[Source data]
== Segment start ==

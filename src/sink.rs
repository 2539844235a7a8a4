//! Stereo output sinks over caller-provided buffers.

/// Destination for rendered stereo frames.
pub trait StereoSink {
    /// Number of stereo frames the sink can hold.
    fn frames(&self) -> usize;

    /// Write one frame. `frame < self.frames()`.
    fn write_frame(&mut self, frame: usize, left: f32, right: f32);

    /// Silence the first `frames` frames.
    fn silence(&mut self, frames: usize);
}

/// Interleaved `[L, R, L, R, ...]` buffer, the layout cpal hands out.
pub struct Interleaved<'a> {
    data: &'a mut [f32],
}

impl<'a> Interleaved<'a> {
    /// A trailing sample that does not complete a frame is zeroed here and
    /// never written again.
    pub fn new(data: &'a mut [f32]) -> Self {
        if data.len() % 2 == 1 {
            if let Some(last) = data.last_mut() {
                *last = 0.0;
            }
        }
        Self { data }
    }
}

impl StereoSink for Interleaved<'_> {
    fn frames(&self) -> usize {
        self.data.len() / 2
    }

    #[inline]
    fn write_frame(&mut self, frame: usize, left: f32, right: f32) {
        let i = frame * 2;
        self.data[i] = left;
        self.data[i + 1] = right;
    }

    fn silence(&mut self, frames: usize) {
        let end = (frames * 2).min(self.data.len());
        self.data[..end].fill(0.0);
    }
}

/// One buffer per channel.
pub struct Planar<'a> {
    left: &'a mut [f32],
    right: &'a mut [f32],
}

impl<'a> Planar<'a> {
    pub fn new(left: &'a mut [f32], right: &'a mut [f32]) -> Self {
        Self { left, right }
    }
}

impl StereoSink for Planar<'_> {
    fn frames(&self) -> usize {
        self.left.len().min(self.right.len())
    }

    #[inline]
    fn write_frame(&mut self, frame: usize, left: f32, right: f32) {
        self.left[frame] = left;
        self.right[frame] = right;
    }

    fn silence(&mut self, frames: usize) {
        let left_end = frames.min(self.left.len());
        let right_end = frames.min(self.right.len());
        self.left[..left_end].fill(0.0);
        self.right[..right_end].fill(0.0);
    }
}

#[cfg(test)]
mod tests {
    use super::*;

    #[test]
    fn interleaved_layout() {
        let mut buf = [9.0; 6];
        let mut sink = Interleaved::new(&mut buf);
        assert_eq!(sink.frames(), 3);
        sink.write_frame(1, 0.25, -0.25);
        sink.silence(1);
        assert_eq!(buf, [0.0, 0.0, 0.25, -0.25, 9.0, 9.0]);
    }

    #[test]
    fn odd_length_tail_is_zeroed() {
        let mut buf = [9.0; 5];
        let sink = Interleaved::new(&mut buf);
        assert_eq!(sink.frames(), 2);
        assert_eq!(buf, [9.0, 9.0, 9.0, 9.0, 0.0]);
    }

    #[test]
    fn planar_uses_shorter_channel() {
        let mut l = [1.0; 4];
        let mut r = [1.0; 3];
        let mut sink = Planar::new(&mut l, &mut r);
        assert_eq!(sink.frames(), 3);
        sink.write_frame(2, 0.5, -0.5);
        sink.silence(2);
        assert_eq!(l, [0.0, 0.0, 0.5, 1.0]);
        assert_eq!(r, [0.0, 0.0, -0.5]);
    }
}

== Segment end ==

An exact repeat of the lines from the one containing "self.left[frame] = left;" through the final line of the entries is the whole answer.

        self.left[frame] = left;
        self.right[frame] = right;
    }

    fn silence(&mut self, frames: usize) {
        let left_end = frames.min(self.left.len());
        let right_end = frames.min(self.right.len());
        self.left[..left_end].fill(0.0);
        self.right[..right_end].fill(0.0);
    }
}

#[cfg(test)]
mod tests {
    use super::*;

    #[test]
    fn interleaved_layout() {
        let mut buf = [9.0; 6];
        let mut sink = Interleaved::new(&mut buf);
        assert_eq!(sink.frames(), 3);
        sink.write_frame(1, 0.25, -0.25);
        sink.silence(1);
        assert_eq!(buf, [0.0, 0.0, 0.25, -0.25, 9.0, 9.0]);
    }

    #[test]
    fn odd_length_tail_is_zeroed() {
        let mut buf = [9.0; 5];
        let sink = Interleaved::new(&mut buf);
        assert_eq!(sink.frames(), 2);
        assert_eq!(buf, [9.0, 9.0, 9.0, 9.0, 0.0]);
    }

    #[test]
    fn planar_uses_shorter_channel() {
        let mut l = [1.0; 4];
        let mut r = [1.0; 3];
        let mut sink = Planar::new(&mut l, &mut r);
        assert_eq!(sink.frames(), 3);
        sink.write_frame(2, 0.5, -0.5);
        sink.silence(2);
        assert_eq!(l, [0.0, 0.0, 0.5, 1.0]);
        assert_eq!(r, [0.0, 0.0, -0.5]);
    }
}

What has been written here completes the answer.